Das mit den Fischen in dem Teich vergiss wirklich ganz schnell wieder. 
Dafür bekommst du mit dem derzeitigen Filter unter Garantie keine dementsprechende Wasserqualität hin. 
Nimm doch mal Spaßeshalber eine Wasserprobe aus deinem Teich und bring diese zur Analyse in ein Zoogeschäft.
Oder hast du evtl. selbst ein Wassertestset zur Hand?

Um die Wasserquali einigermaßen in den Griff zu bekommen, musst du wie Sternhausen schon sagte einen um ein vielfaches größeren Filter zulegen, wie für die Teichgröße empfohlen. 

Die Algen werden wohl immer ein Gegenwärtiges Problem bleiben. 
Normalerweise bekommt man Algenwachstum mit ausreichender Bepflanzung in den Griff.
Das dürfte bei dir aber ein zusätzliches Problem werden, da dir deine lieben diese wohl Ratzekahl abfressen werden.

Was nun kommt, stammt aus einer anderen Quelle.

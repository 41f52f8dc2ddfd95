//! Network Allocation Vector (virtual carrier sense)

use crate::timer::Timer;

/// Channel time reserved by other stations, in seconds
#[derive(Debug, Clone, Copy, PartialEq, Default)]
pub struct NavTracker {
    nav: f64,
}

impl NavTracker {
    pub fn new() -> Self {
        Self { nav: 0.0 }
    }

    /// Remaining reservation in seconds
    pub fn remaining(&self) -> f64 {
        self.nav
    }

    pub fn is_clear(&self) -> bool {
        self.nav <= 0.0
    }

    /// Extend the reservation to at least `secs` from now
    pub fn reserve(&mut self, secs: f64) {
        if secs > self.nav {
            self.nav = secs;
        }
    }

    /// Count the reservation down by one slot, see [`update_nav`]
    pub fn update<T: Timer>(&mut self, timer: &T, slot: f64) -> f64 {
        self.nav = update_nav(timer, self.nav, slot);
        self.nav
    }
}

/// Count a NAV value down by (at least) one slot of elapsed time.
///
/// A zero NAV returns immediately. Otherwise this blocks for one slot and
/// subtracts the elapsed time; a remainder within one slot of expiry is
/// slept out so the result lands on exactly zero.
pub fn update_nav<T: Timer>(timer: &T, nav: f64, slot: f64) -> f64 {
    if nav <= 0.0 {
        return 0.0;
    }

    let start = timer.now();
    timer.sleep(slot);

    let nav = nav - (timer.now() - start);
    if nav > 0.0 && nav <= slot {
        timer.sleep(nav);
        return 0.0;
    }

    nav.max(0.0)
}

Also du siehst, in deinem Fall ist es wirklich sehr schwierig "sauberes" Wasser zu erhalten. :?


----------



## Thomas Gr. (14. Mai 2008)

*AW: Wie bekomme ich mein Teich sauber*

Hallo Frank

die erfahrung mit den Pflanzen hatte ich schon mit Schwimmpflanzen und __ Schilf das nur in wenigen Tagen weg war. Ich versuche es trotzem noch einmal wen das Schilf min. 1m hoch ist. Kanst Du mir eventuell sagen ob als Vorfilter ein Bogensieb mit Gewebe mir schon helfen würde oder ob es doch besser ist ein Spaltsieb zu nehmen. Filterkasten Eigenbau da es kein Aufbau für den vorhandenen gibt. Vorfilter 650x650x500 LxBxH das Wasser muß erst da durch sonst läuft der Hauptfilter wie im Bild immer über und verstopft dann die Filtermatten. Das mit dem Wassertest ist eine gute überlegung. Den Filter und die Pumpe mit UVC ist schon 2x so groß wurde mir beim Koihändler gesagt das müste reichen. Nur habe ich jetzt das problem das das Spaltsieb aus PP in der jetzigen Filteranlage immer überläuft und vermute das es mit verantwortlich ist für die Algen. Den nach dem Reinigen und abdampfen ist der Teich 3-4 Wochen sauber wenn 1xam Tag das Spaltsieb gereinigt wird. Das Spaltsiebchen ist einfach zu klein und der Winkel stimmt auch nicht, würde fast behaupten das es eine falsche Konstruktion ist. Fast hätte ich noch den Luftsprudler vergessen 750L/h mi 4 auslässen wo einer in der Filteranlage sitzt. 

Viele Grüße

Thomas Gr.


----------



## ---Torsten--- (16. Mai 2008)

*AW: Wie bekomme ich mein Teich sauber*

auch wenn die pflanzen 1 m hoch sind wird sich dein federvie drüber freuen  

wie wär es denn die pflanzen einzuzäunen??? ich denke da an mind. 1m hohe absperrung

für die wasserreinigung empfehle ich dir einen trommelfilter die sind mit selbstreinigung, einfach mal goggeln, allerdings sind die dinger richtig teuer

aufgrund der auscheidungen der vögel wird dir ein bogensiebfilter oder spaltfilter zu schnell verdrecken da keine selbstreinigung des siebes vorhanden ist
oder gibs die auch schon mit selbstreinigung? keine ahnung, wenn ja könnte es gehen ohne diese funktion gehts nicht es sei denn du wilst immer mit dem hochdruckreiniger rann gehen


----------



## Thomas Gr. (18. Mai 2008)

*AW: Wie bekomme ich mein Teich sauber*

Hallo Frank

habe mir so einige Filterarten angeschaut aber den richtigen aus dem sortiment zu nehmen ist halt schwirig. Hast du mir eine Empfehlung?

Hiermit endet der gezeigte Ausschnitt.